If it were only that simple
However, the deal has drawn criticism, and not only from partisan quarters. In addition to opposition from Republicans, moderate voices have also pointed out serious flaws in the arrangement. The always-thoughtful John Schindler has summed up the objections quite nicely: the arrangement is unverifiable, the lifting of sanctions is permanent while Iranian compliance is temporary, and Iran has few incentives not to seek any opportunity to build a working nuclear weapon, along with ample political and ideological reasons for doing so. As a reader who responded to Kaplan’s arguments in a letter to the editor of The Atlantic noted (see Dave Esrig’s comment in the middle of the page), those hoping for a “Nixon in China” moment with Iran may have been doomed to disappointment, since Iran, compared to China during the 1970’s, does not appear as eager for an end to its conflict with the U.S. Even Iran expert Kenneth Pollack, a proponent of a nuclear deal with Iran, has noted recently that an agreement preventing an Iranian nuclear test may be the best that the U.S. can do, since Iran might prefer to stop short of such a test and settle for a “breakout window.” (Full disclosure: I studied under Kenneth Pollack at Georgetown some years ago. He will not necessarily endorse what I write here.) In other words, to quote Schindler’s article again, the U.S. “just gave Iran exactly what they wanted.” Or, more precisely, it gave it what it was probably going to take anyway.

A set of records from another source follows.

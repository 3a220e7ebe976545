//! Error types for startup and configuration
//!
//! The simulation itself never fails; only acquiring a drawing surface and
//! reading tuning files can.

use thiserror::Error;

/// Errors surfaced while bootstrapping the game
#[derive(Debug, Error)]
pub enum InvadersError {
    /// Canvas or GPU surface could not be created
    #[error("Failed to acquire drawing surface: {0}")]
    SurfaceUnavailable(String),

    /// No suitable GPU adapter found
    #[error("No suitable GPU adapter found")]
    NoAdapter,

    /// GPU device request failed
    #[error("GPU device request failed: {0}")]
    DeviceRequest(String),

    /// Tuning JSON could not be parsed
    #[error("Invalid tuning: {0}")]
    Config(#[from] serde_json::Error),

    /// Tuning file could not be read
    #[error("Tuning file IO failed: {0}")]
    Io(#[from] std::io::Error),
}

/// Result type for bootstrap operations
pub type Result<T> = std::result::Result<T, InvadersError>;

Iran is perhaps the only state in the region (apart from Israel) that has the money, manpower, and will to fight that is needed to keep ISIS in check.
These criticisms are undeniably valid. As Pollack himself noted last year, the experience of three decades of undeclared war has depleted trust between the U.S. and Iran to the point where a deal is difficult to take at face value. Moreover, the rise of ISIS since the November 2013 temporary nuclear agreement has altered the political environment in ways that are not often remarked upon. Put simply, Iran is perhaps the only state in the region (apart from Israel) that has the money, manpower, and will to fight that is needed to keep ISIS in check. Being Shi’ite (as well as non-Arab), Iran must oppose the Sunni fundamentalist ISIS: although it is often noted that Iran keeps in touch with Sunni jihadists and sometimes uses them for its purposes, it cannot provide more than token political or material support to the larger Sunni jihadist movement, since fundamentally, they are on opposite sides of a sectarian war. No other regional state except Israel is in this position; no other regional state at all has the resources and regional influence to backstop the militias that are fighting ISIS from Iraqi Kurdistan to Baghdad to Syria to Lebanon. This is the case despite (indeed, because of) Iran’s longstanding policy of fighting against U.S. forces in Iraq, which created a triangular war in which Iran, the U.S., and Sunni jihadists are all opposed to each other — insofar as Iran wants the U.S. permanently out of Iraq, it has to take the lead in both backing its own side and ensuring that the Sunni jihadists do not make too much progress. Because of Iran’s role in containing ISIS, as long as preventing ISIS from attacking the U.S. or achieving its political goal of uniting a major chunk of the Islamic world under its rule remains the U.S.’ top regional priority, the U.S. cannot attack Iran, nor can it weaken Iran substantively; indeed, anything that in any way ties Iran’s hands works against the U.S.’ regional strategy at the moment. Until ISIS is defeated, this will not change.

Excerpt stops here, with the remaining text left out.